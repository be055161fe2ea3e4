//! OpenBCI board driver.
//!
//! `OpenBci` ties the link, frame decoder, sample assembler and watchdog
//! together and runs the read loop on the caller's thread.
//!
//! # Read loop
//!
//! The loop checks `streaming` once per packet. When a reconnect is in flight
//! it pauses and drops any partial packet or cached daisy half; when streaming
//! is off for any other reason it returns. A read that times out with no bytes
//! while streaming ends the loop with `DeviceStalled`; a reconnect that fails
//! ends it with `ReconnectFailed`.

use std::thread;
use std::time::{Duration, Instant};

use log::{debug, error, info};

use crate::config::BoardConfig;
use crate::decoder::{Decoded, FrameDecoder};
use crate::dispatch::StreamDispatcher;
use crate::errors::{DriverError, Result};
use crate::link::{Link, LinkStatus, Transport};
use crate::protocol::{TestSignal, AUX_PER_PACKET, SAMPLE_RATE_HZ};
use crate::sample::SampleAssembler;
use crate::watchdog::Watchdog;

/// How often a paused read loop checks whether the reconnect finished
const RECONNECT_POLL: Duration = Duration::from_millis(10);

#[derive(Debug, Clone, Copy, PartialEq, Eq)]
enum Gate {
    Read,
    Pause,
    Exit,
}

/// Counters for one `start_streaming` call.
#[derive(Debug, Clone, Default, PartialEq, Eq)]
pub struct StreamSummary {
    pub samples_delivered: u64,
    /// Packets discarded for a bad end byte.
    pub packets_malformed: u64,
    /// Daisy half-samples discarded without a partner.
    pub pairing_gaps: u64,
    /// Bytes discarded while looking for a start byte.
    pub bytes_skipped: u64,
    pub elapsed: Duration,
}

/// OpenBCI board driver.
///
/// # Example
/// ```ignore
/// let mut board = OpenBci::open(BoardConfig::with_port("/dev/ttyUSB0"))?;
/// let mut dispatcher = StreamDispatcher::single(|s: &Sample| println!("{:?}", s.channel_data));
/// board.start_streaming(&mut dispatcher, Some(Duration::from_secs(10)))?;
/// board.disconnect()?;
/// ```
pub struct OpenBci {
    link: Link,
    decoder: FrameDecoder,
    assembler: SampleAssembler,
    watchdog: Option<Watchdog>,
    verbose: bool,
}

impl OpenBci {
    // ------------------------------------------------------------------------
    // Constructors
    // ------------------------------------------------------------------------

    /// Open the board on the configured port, or the first port that identifies as one.
    pub fn open(config: BoardConfig) -> Result<Self> {
        Ok(Self::from_link(Link::open(config)?))
    }

    /// Open over an existing transport (e.g. a socket bridge or a test double).
    pub fn with_transport(transport: Box<dyn Transport>, config: BoardConfig) -> Result<Self> {
        Ok(Self::from_link(Link::with_transport(transport, config)?))
    }

    pub fn from_link(link: Link) -> Self {
        let config = link.config();
        let verbose = config.logging;
        let decoder = FrameDecoder::default().verbose(verbose);
        let assembler = SampleAssembler::new(link.daisy(), config.scaling);
        Self {
            link,
            decoder,
            assembler,
            watchdog: None,
            verbose,
        }
    }

    // ------------------------------------------------------------------------
    // Board Info
    // ------------------------------------------------------------------------

    pub fn link(&self) -> &Link {
        &self.link
    }

    pub fn status(&self) -> LinkStatus {
        self.link.status()
    }

    /// Delivered samples per second; daisy fusion halves the raw link rate.
    pub fn sample_rate(&self) -> f64 {
        if self.link.daisy() {
            SAMPLE_RATE_HZ / 2.0
        } else {
            SAMPLE_RATE_HZ
        }
    }

    pub fn eeg_channel_count(&self) -> usize {
        self.assembler.channel_count()
    }

    pub fn aux_channel_count(&self) -> usize {
        AUX_PER_PACKET
    }

    pub fn packets_dropped(&self) -> u32 {
        self.link.packets_dropped()
    }

    // ------------------------------------------------------------------------
    // Streaming
    // ------------------------------------------------------------------------

    /// Start the stream and deliver samples until it stops.
    ///
    /// Returns when `lapse` has elapsed (the stream is stopped), when streaming
    /// is switched off from another handle, or with an error when the device
    /// stalls or the link fails.
    pub fn start_streaming(
        &mut self,
        dispatcher: &mut StreamDispatcher<'_>,
        lapse: Option<Duration>,
    ) -> Result<StreamSummary> {
        if let Some(stale) = self.link.take_reconnect_failure() {
            debug!("discarding earlier {}", stale);
        }
        if !self.link.is_streaming() {
            self.link.start()?;
        }
        self.decoder.reset();
        self.assembler.reset();

        let config = self.link.config();
        if config.watchdog {
            self.watchdog = Some(Watchdog::spawn(
                self.link.clone(),
                config.reconnect_interval,
                config.max_dropped_before_reconnect,
            )?);
        }
        if self.verbose {
            info!(
                "streaming {} channels to {} consumers",
                self.eeg_channel_count(),
                dispatcher.len()
            );
        }

        let result = self.read_loop(dispatcher, lapse);

        if let Some(mut watchdog) = self.watchdog.take() {
            watchdog.stop();
        }
        result
    }

    fn read_loop(
        &mut self,
        dispatcher: &mut StreamDispatcher<'_>,
        lapse: Option<Duration>,
    ) -> Result<StreamSummary> {
        let started = Instant::now();
        let delivered_before = dispatcher.delivered();
        let gaps_before = self.assembler.pairing_gaps();
        let skipped_before = self.decoder.skipped_bytes();
        let mut malformed = 0u64;
        // read error swallowed while stopping or reconnecting
        let mut deferred: Option<DriverError> = None;
        let mut reader = self.link.reader();

        loop {
            match self.gate() {
                Gate::Read => {}
                Gate::Pause => {
                    self.decoder.reset();
                    self.assembler.reset();
                    thread::sleep(RECONNECT_POLL);
                    continue;
                }
                Gate::Exit => {
                    if let Some(e) = self.link.take_reconnect_failure() {
                        error!("stream ended by a failed reconnect: {}", e);
                        return Err(e);
                    }
                    if let Some(e) = deferred.take() {
                        error!("stream ended after a read failure: {}", e);
                        return Err(e);
                    }
                    break;
                }
            }

            match self.decoder.next_packet(&mut reader) {
                Ok(Decoded::Packet(packet)) => {
                    deferred = None;
                    if let Some(sample) = self.assembler.push(packet) {
                        if self.verbose {
                            debug!("sample id={} channels={:?}", sample.packet_id, sample.channel_data);
                        }
                        dispatcher.dispatch(&sample);
                    }
                }
                Ok(Decoded::Malformed { .. }) => {
                    malformed += 1;
                    let dropped = self.link.record_dropped();
                    debug!("packets dropped since last reconnect: {}", dropped);
                }
                // stopped or reconnecting underneath the read; the gate decides
                Err(e) if !self.link.is_streaming() || self.link.is_reconnecting() => {
                    if !matches!(e, DriverError::DeviceStalled) {
                        deferred = Some(e);
                    }
                    continue;
                }
                Err(DriverError::DeviceStalled) => {
                    self.link.mark_stalled();
                    error!("device appears to be stalled, stopping stream");
                    return Err(DriverError::DeviceStalled);
                }
                Err(e) => {
                    self.link.mark_stalled();
                    error!("read failed, stopping stream: {}", e);
                    return Err(e);
                }
            }

            if lapse.is_some_and(|lapse| started.elapsed() >= lapse) {
                self.link.stop()?;
                break;
            }
        }

        let summary = StreamSummary {
            samples_delivered: dispatcher.delivered() - delivered_before,
            packets_malformed: malformed,
            pairing_gaps: self.assembler.pairing_gaps() - gaps_before,
            bytes_skipped: self.decoder.skipped_bytes() - skipped_before,
            elapsed: started.elapsed(),
        };
        if self.verbose {
            info!("stream ended: {:?}", summary);
        }
        Ok(summary)
    }

    /// Whether the read loop should read, wait out a reconnect, or leave.
    fn gate(&self) -> Gate {
        if self.link.is_streaming() {
            return Gate::Read;
        }
        if self.link.is_reconnecting() {
            return Gate::Pause;
        }
        // a reconnect may have restarted the stream between the two loads
        if self.link.is_streaming() {
            return Gate::Read;
        }
        Gate::Exit
    }

    // ------------------------------------------------------------------------
    // Link Control
    // ------------------------------------------------------------------------

    pub fn stop(&self) -> Result<()> {
        self.link.stop()
    }

    pub fn reconnect(&self) -> Result<bool> {
        self.link.reconnect()
    }

    pub fn disconnect(&mut self) -> Result<()> {
        if let Some(mut watchdog) = self.watchdog.take() {
            watchdog.stop();
        }
        self.link.disconnect()
    }

    pub fn enable_filters(&self) -> Result<()> {
        self.link.enable_filters()
    }

    pub fn disable_filters(&self) -> Result<()> {
        self.link.disable_filters()
    }

    pub fn set_channel(&self, channel: u8, on: bool) -> Result<()> {
        self.link.set_channel(channel, on)
    }

    pub fn test_signal(&self, signal: TestSignal) -> Result<()> {
        self.link.test_signal(signal)
    }
}

impl Drop for OpenBci {
    fn drop(&mut self) {
        if let Err(e) = self.disconnect() {
            error!("disconnect on drop failed: {}", e);
        }
    }
}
******************************
- **WHAT THE TASK REQUIRES**: For every line in the records above that holds "Instant", add one, and report the sum alone.

- **YOUR SOLUTION**: 2